▶ Assigned task: An identical copy of the data below is needed.
--- Input ---
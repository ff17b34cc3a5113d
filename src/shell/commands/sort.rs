//! Sort command implementation.

use super::format_entries;
use crate::entry::SortField;
use crate::shell::command::{Command, CommandResult, CompletionContext, ShellContext};

/// Command to display entries ordered by one or more fields.
pub struct SortCommand;

impl Command for SortCommand {
    fn name(&self) -> &str {
        "sort"
    }

    fn aliases(&self) -> &[&str] {
        &["sorted"]
    }

    fn description(&self) -> &str {
        "Show entries sorted by fields"
    }

    fn usage(&self) -> &str {
        "sort <field>..."
    }

    fn help(&self) -> &str {
        "Show all entries sorted by the given fields. The first field is the\n\
         primary key; later fields break ties. The stored order is not\n\
         changed.\n\n\
         Fields: name, password, category, website, login\n\n\
         Examples:\n  \
           sort name\n  \
           sort category name"
    }

    fn execute(&self, args: &[&str], ctx: &mut ShellContext) -> CommandResult {
        if args.is_empty() {
            return CommandResult::usage(self, "Missing sort field");
        }

        let unknown: Vec<&str> = args
            .iter()
            .copied()
            .filter(|f| f.parse::<SortField>().is_err())
            .collect();

        if ctx.manager.is_empty() {
            return CommandResult::success("No entries stored.");
        }

        let mut output = String::new();
        if !unknown.is_empty() {
            output.push_str(&format!("Ignoring unknown fields: {}\n\n", unknown.join(", ")));
        }
        output.push_str(&format_entries(ctx.manager.sorted_view(args)));

        CommandResult::success(output)
    }

    fn completions(&self, _args: &[&str], partial: &str, _ctx: &CompletionContext) -> Vec<String> {
        SortField::ALL
            .iter()
            .map(|f| f.as_str())
            .filter(|f| f.starts_with(partial))
            .map(String::from)
            .collect()
    }

    fn min_args(&self) -> usize {
        1
    }
}
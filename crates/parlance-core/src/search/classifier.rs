//! Heuristic classification of search hits.
//!
//! Each hit maps to exactly one `Category` via case-insensitive substring
//! rules evaluated in a fixed priority order -- first match wins, so
//! classification is total and deterministic. Grouping preserves the hits'
//! original relative order and lists categories in first-encountered order.

use parlance_types::search::{Category, ClassifiedGroup, SearchHit};

/// Assign a single hit to its category.
pub fn classify(hit: &SearchHit) -> Category {
    let title = hit.title.to_lowercase();
    let url = hit.url.to_lowercase();

    if url.contains("docs.")
        || url.contains("documentation")
        || title.contains("文档")
        || title.contains("api")
        || title.contains("guide")
    {
        return Category::TechDocs;
    }

    if url.contains("news")
        || url.contains("blog")
        || title.contains("新闻")
        || title.contains("资讯")
        || title.contains("发布")
    {
        return Category::News;
    }

    if title.contains("教程")
        || title.contains("tutorial")
        || title.contains("如何")
        || title.contains("how to")
    {
        return Category::Tutorials;
    }

    if url.contains("stackoverflow")
        || url.contains("zhihu")
        || url.contains("csdn")
        || title.contains("问答")
    {
        return Category::Qa;
    }

    if url.contains("github.com")
        || url.contains("官网")
        || title.contains("官方")
        || title.contains("official")
    {
        return Category::Official;
    }

    Category::Other
}

/// Group hits by category in a single pass.
///
/// Group order is the order in which each category is first encountered;
/// within a group, hits keep their provider rank order.
pub fn group_by_category(hits: &[SearchHit]) -> Vec<ClassifiedGroup> {
    let mut groups: Vec<ClassifiedGroup> = Vec::new();
    for hit in hits {
        let category = classify(hit);
        match groups.iter_mut().find(|g| g.category == category) {
            Some(group) => group.hits.push(hit.clone()),
            None => groups.push(ClassifiedGroup {
                category,
                hits: vec![hit.clone()],
            }),
        }
    }
    groups
}

#[cfg(test)]
mod tests {
    use super::*;

    fn hit(title: &str, url: &str) -> SearchHit {
        SearchHit {
            title: title.to_string(),
            url: url.to_string(),
            text: None,
        }
    }

    #[test]
    fn test_docs_url_is_tech_docs() {
        assert_eq!(
            classify(&hit("Example", "https://docs.example.com/api")),
            Category::TechDocs
        );
    }

    #[test]
    fn test_title_keywords() {
        assert_eq!(
            classify(&hit("教程：如何使用", "https://example.com")),
            Category::Tutorials
        );
        assert_eq!(
            classify(&hit("版本发布公告", "https://example.com")),
            Category::News
        );
        assert_eq!(
            classify(&hit("官方 FAQ", "https://example.com")),
            Category::Official
        );
    }

    #[test]
    fn test_case_insensitive() {
        assert_eq!(
            classify(&hit("Rust Tutorial", "https://example.com")),
            Category::Tutorials
        );
        assert_eq!(
            classify(&hit("OFFICIAL site", "https://example.com")),
            Category::Official
        );
    }

    #[test]
    fn test_priority_order() {
        // "api" in the title outranks the github.com url rule.
        assert_eq!(
            classify(&hit("API reference", "https://github.com/x/y")),
            Category::TechDocs
        );
        // A news url outranks a tutorial title.
        assert_eq!(
            classify(&hit("Rust tutorial", "https://news.example.com/post")),
            Category::News
        );
    }

    #[test]
    fn test_qa_sites() {
        assert_eq!(
            classify(&hit("borrow checker error", "https://stackoverflow.com/q/1")),
            Category::Qa
        );
        assert_eq!(
            classify(&hit("x", "https://www.zhihu.com/question/1")),
            Category::Qa
        );
    }

    #[test]
    fn test_no_match_is_other() {
        assert_eq!(
            classify(&hit("random page", "https://example.com/page")),
            Category::Other
        );
    }

    #[test]
    fn test_grouping_preserves_order() {
        let hits = vec![
            hit("random one", "https://a.example.com"),
            hit("Rust tutorial", "https://b.example.com"),
            hit("random two", "https://c.example.com"),
        ];
        let groups = group_by_category(&hits);
        assert_eq!(groups.len(), 2);
        // First-encountered category leads.
        assert_eq!(groups[0].category, Category::Other);
        assert_eq!(groups[0].hits.len(), 2);
        assert_eq!(groups[0].hits[0].title, "random one");
        assert_eq!(groups[0].hits[1].title, "random two");
        assert_eq!(groups[1].category, Category::Tutorials);
    }

    #[test]
    fn test_membership_invariant_to_input_order() {
        let a = hit("random one", "https://a.example.com");
        let b = hit("Rust tutorial", "https://b.example.com");
        for ordering in [vec![a.clone(), b.clone()], vec![b.clone(), a.clone()]] {
            let groups = group_by_category(&ordering);
            let find = |title: &str| {
                groups
                    .iter()
                    .find(|g| g.hits.iter().any(|h| h.title == title))
                    .map(|g| g.category)
            };
            assert_eq!(find("random one"), Some(Category::Other));
            assert_eq!(find("Rust tutorial"), Some(Category::Tutorials));
        }
    }

    #[test]
    fn test_empty_input() {
        assert!(group_by_category(&[]).is_empty());
    }
}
---
▶ Your response:
repository ff17b34cc3a5113d
filename src/shell/commands/sort.rs
//! Sort command implementation.

use super::format_entries;
use crate::entry::SortField;
use crate::shell::command::{Command, CommandResult, CompletionContext, ShellContext};

/// Command to display entries ordered by one or more fields.
pub struct SortCommand;

impl Command for SortCommand {
    fn name(&self) -> &str {
        "sort"
    }

    fn aliases(&self) -> &[&str] {
        &["sorted"]
    }

    fn description(&self) -> &str {
        "Show entries sorted by fields"
    }

    fn usage(&self) -> &str {
        "sort <field>..."
    }

    fn help(&self) -> &str {
        "Show all entries sorted by the given fields. The first field is the\n\
         primary key; later fields break ties. The stored order is not\n\
         changed.\n\n\
         Fields: name, password, category, website, login\n\n\
         Examples:\n  \
           sort name\n  \
           sort category name"
    }

    fn execute(&self, args: &[&str], ctx: &mut ShellContext) -> CommandResult {
        if args.is_empty() {
            return CommandResult::usage(self, "Missing sort field");
        }

        let unknown: Vec<&str> = args
            .iter()
            .copied()
            .filter(|f| f.parse::<SortField>().is_err())
            .collect();

        if ctx.manager.is_empty() {
            return CommandResult::success("No entries stored.");
        }

        let mut output = String::new();
        if !unknown.is_empty() {
            output.push_str(&format!("Ignoring unknown fields: {}\n\n", unknown.join(", ")));
        }
        output.push_str(&format_entries(ctx.manager.sorted_view(args)));

        CommandResult::success(output)
    }

    fn completions(&self, _args: &[&str], partial: &str, _ctx: &CompletionContext) -> Vec<String> {
        SortField::ALL
            .iter()
            .map(|f| f.as_str())
            .filter(|f| f.starts_with(partial))
            .map(String::from)
            .collect()
    }

    fn min_args(&self) -> usize {
        1
    }
}
filename crates/parlance-core/src/search/classifier.rs
//! Heuristic classification of search hits.
//!
//! Each hit maps to exactly one `Category` via case-insensitive substring
//! rules evaluated in a fixed priority order -- first match wins, so
//! classification is total and deterministic. Grouping preserves the hits'
//! original relative order and lists categories in first-encountered order.

use parlance_types::search::{Category, ClassifiedGroup, SearchHit};

/// Assign a single hit to its category.
pub fn classify(hit: &SearchHit) -> Category {
    let title = hit.title.to_lowercase();
    let url = hit.url.to_lowercase();

    if url.contains("docs.")
        || url.contains("documentation")
        || title.contains("文档")
        || title.contains("api")
        || title.contains("guide")
    {
        return Category::TechDocs;
    }

    if url.contains("news")
        || url.contains("blog")
        || title.contains("新闻")
        || title.contains("资讯")
        || title.contains("发布")
    {
        return Category::News;
    }

    if title.contains("教程")
        || title.contains("tutorial")
        || title.contains("如何")
        || title.contains("how to")
    {
        return Category::Tutorials;
    }

    if url.contains("stackoverflow")
        || url.contains("zhihu")
        || url.contains("csdn")
        || title.contains("问答")
    {
        return Category::Qa;
    }

    if url.contains("github.com")
        || url.contains("官网")
        || title.contains("官方")
        || title.contains("official")
    {
        return Category::Official;
    }

    Category::Other
}

/// Group hits by category in a single pass.
///
/// Group order is the order in which each category is first encountered;
/// within a group, hits keep their provider rank order.
pub fn group_by_category(hits: &[SearchHit]) -> Vec<ClassifiedGroup> {
    let mut groups: Vec<ClassifiedGroup> = Vec::new();
    for hit in hits {
        let category = classify(hit);
        match groups.iter_mut().find(|g| g.category == category) {
            Some(group) => group.hits.push(hit.clone()),
            None => groups.push(ClassifiedGroup {
                category,
                hits: vec![hit.clone()],
            }),
        }
    }
    groups
}

#[cfg(test)]
mod tests {
    use super::*;

    fn hit(title: &str, url: &str) -> SearchHit {
        SearchHit {
            title: title.to_string(),
            url: url.to_string(),
            text: None,
        }
    }

    #[test]
    fn test_docs_url_is_tech_docs() {
        assert_eq!(
            classify(&hit("Example", "https://docs.example.com/api")),
            Category::TechDocs
        );
    }

    #[test]
    fn test_title_keywords() {
        assert_eq!(
            classify(&hit("教程：如何使用", "https://example.com")),
            Category::Tutorials
        );
        assert_eq!(
            classify(&hit("版本发布公告", "https://example.com")),
            Category::News
        );
        assert_eq!(
            classify(&hit("官方 FAQ", "https://example.com")),
            Category::Official
        );
    }

    #[test]
    fn test_case_insensitive() {
        assert_eq!(
            classify(&hit("Rust Tutorial", "https://example.com")),
            Category::Tutorials
        );
        assert_eq!(
            classify(&hit("OFFICIAL site", "https://example.com")),
            Category::Official
        );
    }

    #[test]
    fn test_priority_order() {
        // "api" in the title outranks the github.com url rule.
        assert_eq!(
            classify(&hit("API reference", "https://github.com/x/y")),
            Category::TechDocs
        );
        // A news url outranks a tutorial title.
        assert_eq!(
            classify(&hit("Rust tutorial", "https://news.example.com/post")),
            Category::News
        );
    }

    #[test]
    fn test_qa_sites() {
        assert_eq!(
            classify(&hit("borrow checker error", "https://stackoverflow.com/q/1")),
            Category::Qa
        );
        assert_eq!(
            classify(&hit("x", "https://www.zhihu.com/question/1")),
            Category::Qa
        );
    }

    #[test]
    fn test_no_match_is_other() {
        assert_eq!(
            classify(&hit("random page", "https://example.com/page")),
            Category::Other
        );
    }

    #[test]
    fn test_grouping_preserves_order() {
        let hits = vec![
            hit("random one", "https://a.example.com"),
            hit("Rust tutorial", "https://b.example.com"),
            hit("random two", "https://c.example.com"),
        ];
        let groups = group_by_category(&hits);
        assert_eq!(groups.len(), 2);
        // First-encountered category leads.
        assert_eq!(groups[0].category, Category::Other);
        assert_eq!(groups[0].hits.len(), 2);
        assert_eq!(groups[0].hits[0].title, "random one");
        assert_eq!(groups[0].hits[1].title, "random two");
        assert_eq!(groups[1].category, Category::Tutorials);
    }

    #[test]
    fn test_membership_invariant_to_input_order() {
        let a = hit("random one", "https://a.example.com");
        let b = hit("Rust tutorial", "https://b.example.com");
        for ordering in [vec![a.clone(), b.clone()], vec![b.clone(), a.clone()]] {
            let groups = group_by_category(&ordering);
            let find = |title: &str| {
                groups
                    .iter()
                    .find(|g| g.hits.iter().any(|h| h.title == title))
                    .map(|g| g.category)
            };
            assert_eq!(find("random one"), Some(Category::Other));
            assert_eq!(find("Rust tutorial"), Some(Category::Tutorials));
        }
    }

    #[test]
    fn test_empty_input() {
        assert!(group_by_category(&[]).is_empty());
    }
}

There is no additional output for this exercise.